First, there’s the mystery of who the serial killer is, a plot thread that has proven to be far more popular among readers than I expected. Secondly, the novel has more in common with suspense and thriller novels than many horror books, which, generally speaking, tend toward gore and shock value (this is a broad generalization and it’s not always true). Lastly, I assumed—because Amazon categorizes it this way—that anything with a paranormal element made it horror. But among book bloggers and readers, there is a big distinction, with some saying they will happily read paranormal books but not horror ones.
As a result, slotting my book in Horror from Day One turned out to be an error. Some readers looking for a more hard-core experience might have been turned off, and others who normally may love the novel never gave it a look because they don’t consider themselves horror fans.

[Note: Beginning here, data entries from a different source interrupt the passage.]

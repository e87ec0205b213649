//! Tagger and experiment configuration.
//!
//! Mirrors what the lab front-end persists: per-channel detector settings,
//! the coincidence window, party definitions, the pump waveplate, and the
//! simulator rate constants. Angles are stored in degrees (the unit the
//! operator works in) and converted to radians at the engine boundary.

use serde::{Deserialize, Serialize};
use std::path::Path;

/// Number of detector channels on the tagger.
pub const NUM_CHANNELS: usize = 16;

/// Per-channel detector settings plus the coincidence window.
///
/// Channels are numbered 1–16; index 0 of each array is channel 1.
/// Thresholds are informational: the virtual discriminator always fires.
#[derive(Debug, Clone, Serialize, Deserialize)]
pub struct ChannelConfig {
    /// Detection efficiency per channel, each in [0, 1].
    pub efficiencies: [f64; NUM_CHANNELS],
    /// Electronic delay per channel in nanoseconds.
    pub delays_ns: [f64; NUM_CHANNELS],
    /// Discriminator voltage threshold per channel in volts.
    pub thresholds_v: [f64; NUM_CHANNELS],
    /// Coincidence window in nanoseconds.
    pub window_ns: f64,
}

impl Default for ChannelConfig {
    fn default() -> Self {
        Self {
            efficiencies: [0.1; NUM_CHANNELS],
            delays_ns: [0.0; NUM_CHANNELS],
            thresholds_v: [0.5; NUM_CHANNELS],
            window_ns: 3.0,
        }
    }
}

impl ChannelConfig {
    /// Validates the configuration parameters.
    pub fn validate(&self) -> Result<(), ConfigError> {
        for (i, &eff) in self.efficiencies.iter().enumerate() {
            if !(0.0..=1.0).contains(&eff) {
                return Err(ConfigError::InvalidEfficiency {
                    channel: i + 1,
                    value: eff,
                });
            }
        }
        if self.window_ns <= 0.0 {
            return Err(ConfigError::InvalidWindow(self.window_ns));
        }
        Ok(())
    }

    /// Efficiency of a channel, or 0 outside the physical range 1–16.
    pub fn efficiency(&self, channel: u8) -> f64 {
        if (1..=NUM_CHANNELS as u8).contains(&channel) {
            self.efficiencies[channel as usize - 1]
        } else {
            0.0
        }
    }

    /// Delay of a channel in nanoseconds, or 0 outside 1–16.
    pub fn delay_ns(&self, channel: u8) -> f64 {
        if (1..=NUM_CHANNELS as u8).contains(&channel) {
            self.delays_ns[channel as usize - 1]
        } else {
            0.0
        }
    }
}

/// One measurement party as configured by the front-end.
#[derive(Debug, Clone, Serialize, Deserialize)]
pub struct PartySpec {
    /// Display name, e.g. "Alice".
    pub name: String,
    /// Detector channels for outcomes 0 and 1.
    pub channels: [u8; 2],
    /// Initial half-wave-plate angle (degrees).
    pub hwp_deg: f64,
    /// Initial quarter-wave-plate angle (degrees).
    pub qwp_deg: f64,
}

/// Pump source settings.
#[derive(Debug, Clone, Serialize, Deserialize)]
pub struct SourceConfig {
    /// Pump half-wave-plate angle (degrees).
    pub pump_hwp_deg: f64,
}

impl Default for SourceConfig {
    fn default() -> Self {
        Self { pump_hwp_deg: 0.0 }
    }
}

/// Simulator rate constants, calibrated against the real instrument.
#[derive(Debug, Clone, Serialize, Deserialize)]
pub struct RateConfig {
    /// Photon-pair generation rate per milliwatt of pump power (Hz/mW).
    pub pairs_per_mw_hz: f64,
    /// Dark-count rate per channel with the lab lights off (Hz).
    pub dark_rate_lights_off_hz: f64,
    /// Dark-count rate per channel with the lab lights on (Hz).
    pub dark_rate_lights_on_hz: f64,
}

impl Default for RateConfig {
    fn default() -> Self {
        Self {
            pairs_per_mw_hz: 300_000.0,
            dark_rate_lights_off_hz: 1_500.0,
            dark_rate_lights_on_hz: 21_700.0,
        }
    }
}

/// Full configuration file format.
#[derive(Debug, Clone, Serialize, Deserialize)]
pub struct FileConfig {
    /// Per-channel detector settings and coincidence window.
    #[serde(default)]
    pub channels: ChannelConfig,
    /// Measurement parties; defaults to Alice and Bob.
    #[serde(default = "default_parties")]
    pub parties: Vec<PartySpec>,
    /// Pump source settings.
    #[serde(default)]
    pub source: SourceConfig,
    /// Simulator rate constants.
    #[serde(default)]
    pub rates: RateConfig,
}

/// The standard two-party experiment: Alice on 1/3, Bob on 2/4.
fn default_parties() -> Vec<PartySpec> {
    vec![
        PartySpec {
            name: "Alice".into(),
            channels: [1, 3],
            hwp_deg: 0.0,
            qwp_deg: 0.0,
        },
        PartySpec {
            name: "Bob".into(),
            channels: [2, 4],
            hwp_deg: 0.0,
            qwp_deg: 0.0,
        },
    ]
}

impl Default for FileConfig {
    fn default() -> Self {
        Self {
            channels: ChannelConfig::default(),
            parties: default_parties(),
            source: SourceConfig::default(),
            rates: RateConfig::default(),
        }
    }
}

impl FileConfig {
    /// Loads configuration from a TOML file.
    pub fn from_file(path: impl AsRef<Path>) -> Result<Self, ConfigError> {
        let content = std::fs::read_to_string(path.as_ref())
            .map_err(|e| ConfigError::FileReadError(e.to_string()))?;
        let config: FileConfig =
            toml::from_str(&content).map_err(|e| ConfigError::ParseError(e.to_string()))?;
        config.channels.validate()?;
        Ok(config)
    }
}

/// Configuration validation errors.
#[derive(Debug, Clone, thiserror::Error)]
pub enum ConfigError {
    #[error("channel {channel}: efficiency {value} outside [0, 1]")]
    InvalidEfficiency { channel: usize, value: f64 },
    #[error("coincidence window must be positive, got {0} ns")]
    InvalidWindow(f64),
    #[error("failed to read config file: {0}")]
    FileReadError(String),
    #[error("failed to parse config file: {0}")]
    ParseError(String),
}
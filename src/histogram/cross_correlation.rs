//! Two-pointer cross-correlation sweep.
//!
//! For every event on channel A, the events on channel B inside
//! `[-hist_width, +hist_width]` are binned by time difference. Because
//! both streams are time-sorted, the inner pointer only ever advances:
//! events that fall below the window for the current A event can never
//! re-enter it for a later one, so the sweep is O(n + m). The sortedness
//! requirement is checked up front rather than assumed.

use crate::tags::TagRecord;
use crate::BIN_RESOLUTION_NS;
use thiserror::Error;

/// Errors raised by the analyzer on unusable input.
#[derive(Debug, Error)]
pub enum HistogramError {
    #[error("bin width must be positive, got {0} ns")]
    NonPositiveBinWidth(f64),
    #[error("histogram half-width must be positive, got {0} ns")]
    NonPositiveHistWidth(f64),
    #[error("channel {0} event stream is not sorted ascending by time")]
    UnsortedStream(u8),
}

/// Parameters for a cross-correlation histogram.
#[derive(Debug, Clone)]
pub struct HistogramParams {
    /// Channel A (reference).
    pub ch_a: u8,
    /// Channel B (delayed relative to A at positive `dt`).
    pub ch_b: u8,
    /// Width of each histogram bin in nanoseconds.
    pub bin_width_ns: f64,
    /// The histogram spans `[-hist_width, +hist_width]` nanoseconds.
    pub hist_width_ns: f64,
}

/// A delay histogram between two channels.
#[derive(Debug, Clone)]
pub struct CrossCorrelation {
    /// Raw counts per bin.
    pub counts: Vec<f64>,
    /// The central delay value of each bin in nanoseconds.
    pub bin_centers_ns: Vec<f64>,
    /// Counts normalized by the flat accidental-coincidence level
    /// `(bin_width / T) · N_a · N_b`.
    pub normalized: Vec<f64>,
}

/// Computes the cross-correlation histogram of two channels in a tag stream.
///
/// The total measurement time is estimated from the largest time bin in
/// the stream. Useful for g2 measurements and for reading off the timing
/// offset between two photon paths.
pub fn cross_correlation_histogram(
    tags: &[TagRecord],
    params: &HistogramParams,
) -> Result<CrossCorrelation, HistogramError> {
    if params.bin_width_ns <= 0.0 {
        return Err(HistogramError::NonPositiveBinWidth(params.bin_width_ns));
    }
    if params.hist_width_ns <= 0.0 {
        return Err(HistogramError::NonPositiveHistWidth(params.hist_width_ns));
    }

    let a = channel_times(tags, params.ch_a);
    let b = channel_times(tags, params.ch_b);
    if !is_sorted(&a) {
        return Err(HistogramError::UnsortedStream(params.ch_a));
    }
    if !is_sorted(&b) {
        return Err(HistogramError::UnsortedStream(params.ch_b));
    }

    let hist_width = params.hist_width_ns;
    let bin_width = params.bin_width_ns;
    let n_bins = (2.0 * hist_width / bin_width).ceil() as usize;
    let mut counts = vec![0.0; n_bins];

    let mut start_ind = 0usize;
    let mut j = 0usize;
    for &a_t in &a {
        while j < b.len() {
            let dt = (b[j] - a_t) as f64 * BIN_RESOLUTION_NS;
            if dt < -hist_width {
                // Too early for this A event, and for every later one.
                start_ind = j + 1;
            } else if dt > hist_width {
                break;
            } else {
                let bin = ((dt + hist_width) / bin_width).floor() as usize;
                if bin < n_bins {
                    counts[bin] += 1.0;
                }
            }
            j += 1;
        }
        j = start_ind;
    }

    // Estimated total measurement time in ns, from the latest event.
    let t_total = tags
        .iter()
        .map(|tag| tag.time_bin)
        .max()
        .unwrap_or(0) as f64
        * BIN_RESOLUTION_NS;

    let accidental_level = if t_total > 0.0 {
        (bin_width / t_total) * a.len() as f64 * b.len() as f64
    } else {
        0.0
    };
    let normalized = if accidental_level > 0.0 {
        counts.iter().map(|&c| c / accidental_level).collect()
    } else {
        vec![0.0; n_bins]
    };

    Ok(CrossCorrelation {
        counts,
        bin_centers_ns: linspace(-hist_width, hist_width, n_bins),
        normalized,
    })
}

fn channel_times(tags: &[TagRecord], channel: u8) -> Vec<i64> {
    tags.iter()
        .filter(|tag| tag.channel == channel)
        .map(|tag| tag.time_bin)
        .collect()
}

fn is_sorted(times: &[i64]) -> bool {
    times.windows(2).all(|w| w[0] <= w[1])
}

fn linspace(start: f64, end: f64, n: usize) -> Vec<f64> {
    match n {
        0 => Vec::new(),
        1 => vec![start],
        _ => {
            let step = (end - start) / (n - 1) as f64;
            (0..n).map(|i| start + step * i as f64).collect()
        }
    }
}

2) Amazon discriminates against horror books
Maybe discriminates is a tad harsh, but looking at the Kindle bookstore, it’s not hard to draw that conclusion. When most readers go to the Kindle store, they are either looking for a specific book they’ve heard about, or—more likely—just shopping around. If you are looking for Mystery and Thriller, as soon as you land in the store, there’s a category for you. Fantasy and Science Fiction? Same. Romance? You bet. Even Art and Photography has its own designated section at the front of the store.
Horror, by contrast, doesn’t. To get there, you have to click on Fiction first before being offered a host of sub-categories. This might seem like a small thing, but to the casual reader browsing for books, this could make all the difference in the world. What it means is that unless someone goes to the store with the specific purpose of buying a horror book, they aren’t likely to stumble on it, at least not immediately. They are far more likely, however, to find a mystery or thriller book.
What did I do about it? Because A Soul to Steal is a genre-bending novel, I at least had an easy solution. Amazon let’s you choose two categories. Instead of Horror/Ghost and Horror/Occult, where I first placed the novel, I decided that I needed to broaden the book’s potential audience. I dropped Occult as a category and instead labeled it a Thriller. The result? It’s a lot easier to find the novel and my sales rose significantly.
The lesson for others is simple: for authors, where you slot your novel is just as important as cover art in helping ensure readers get an actual chance to see it. While you don’t want to overreach—placing your book in a category it doesn’t really belong—you should be careful not to overly limit its chances either.
Rob Blackwell is a journalist who currently serves as Washington bureau chief for American Banker newspaper. A native of Great Falls, Va., he has worked as a reporter for the Loudoun Times-Mirror, Eastern Loudoun Times and a columnist for the South County Chronicle. He has appeared on NPR, BBC, CNBC, and C-Span.
He recently published his first novel, "A Soul to Steal," set in Loudoun County, Va. He has won several Virginia Press Association awards and was co-winner of the Jesse H. Neal Award for Business Journalism.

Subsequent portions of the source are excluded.